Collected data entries
◇ ◇ ◇

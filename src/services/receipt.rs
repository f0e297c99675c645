use crate::models::Booking;

const PAGE_WIDTH: u32 = 595;
const PAGE_HEIGHT: u32 = 842;

/// Renders a one-page A4 PDF receipt for a booking using the standard
/// Helvetica fonts. Characters outside printable ASCII are replaced with `?`.
pub fn generate_pdf(booking: &Booking, business_name: &str) -> Vec<u8> {
    let dash = |v: Option<&str>| match v {
        Some(s) if !s.trim().is_empty() => s.to_string(),
        _ => "-".to_string(),
    };

    let lines = [
        format!("Id: {}", booking.id),
        format!("Name: {}", booking.name),
        format!("Phone: {}", booking.phone),
        format!("Customer Email: {}", dash(booking.customer_email.as_deref())),
        format!("Location: {}", booking.location),
        format!("Event Date: {}", booking.event_date.format("%Y-%m-%d")),
        format!("Service: {}", booking.service),
        format!("Extras: {}", dash(Some(booking.extras.as_str()))),
        format!("Notes: {}", dash(booking.notes.as_deref())),
        format!("Status: {}", booking.status.as_str()),
    ];

    let mut content = format!(
        "BT /F2 16 Tf 40 {} Td ({}) Tj ET\n",
        PAGE_HEIGHT - 42,
        pdf_text(business_name)
    );
    content.push_str(&format!("BT /F1 11 Tf 18 TL 40 {} Td\n", PAGE_HEIGHT - 82));
    for line in &lines {
        content.push_str(&format!("({}) Tj T*\n", pdf_text(line)));
    }
    content.push_str("ET\n");

    let objects = [
        "<< /Type /Catalog /Pages 2 0 R >>".to_string(),
        "<< /Type /Pages /Kids [3 0 R] /Count 1 >>".to_string(),
        format!(
            "<< /Type /Page /Parent 2 0 R /MediaBox [0 0 {PAGE_WIDTH} {PAGE_HEIGHT}] \
             /Resources << /Font << /F1 4 0 R /F2 5 0 R >> >> /Contents 6 0 R >>"
        ),
        "<< /Type /Font /Subtype /Type1 /BaseFont /Helvetica >>".to_string(),
        "<< /Type /Font /Subtype /Type1 /BaseFont /Helvetica-Bold >>".to_string(),
        format!(
            "<< /Length {} >>\nstream\n{}endstream",
            content.len(),
            content
        ),
    ];

    let mut out = String::from("%PDF-1.4\n");
    let mut offsets = Vec::with_capacity(objects.len());
    for (i, body) in objects.iter().enumerate() {
        offsets.push(out.len());
        out.push_str(&format!("{} 0 obj\n{}\nendobj\n", i + 1, body));
    }

    let xref_at = out.len();
    out.push_str(&format!("xref\n0 {}\n0000000000 65535 f \n", objects.len() + 1));
    for offset in offsets {
        out.push_str(&format!("{offset:010} 00000 n \n"));
    }
    out.push_str(&format!(
        "trailer\n<< /Size {} /Root 1 0 R >>\nstartxref\n{}\n%%EOF\n",
        objects.len() + 1,
        xref_at
    ));

    out.into_bytes()
}

fn pdf_text(s: &str) -> String {
    let mut escaped = String::with_capacity(s.len());
    for c in s.chars() {
        match c {
            '\\' | '(' | ')' => {
                escaped.push('\\');
                escaped.push(c);
            }
            ' '..='~' => escaped.push(c),
            _ => escaped.push('?'),
        }
    }
    escaped
}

◇ ◇ ◇

EXERCISE DIRECTIONS | Find each line in the records above that contains "body", and copy it.

WRITTEN RESPONSE |
    for (i, body) in objects.iter().enumerate() {
        out.push_str(&format!("{} 0 obj\n{}\nendobj\n", i + 1, body));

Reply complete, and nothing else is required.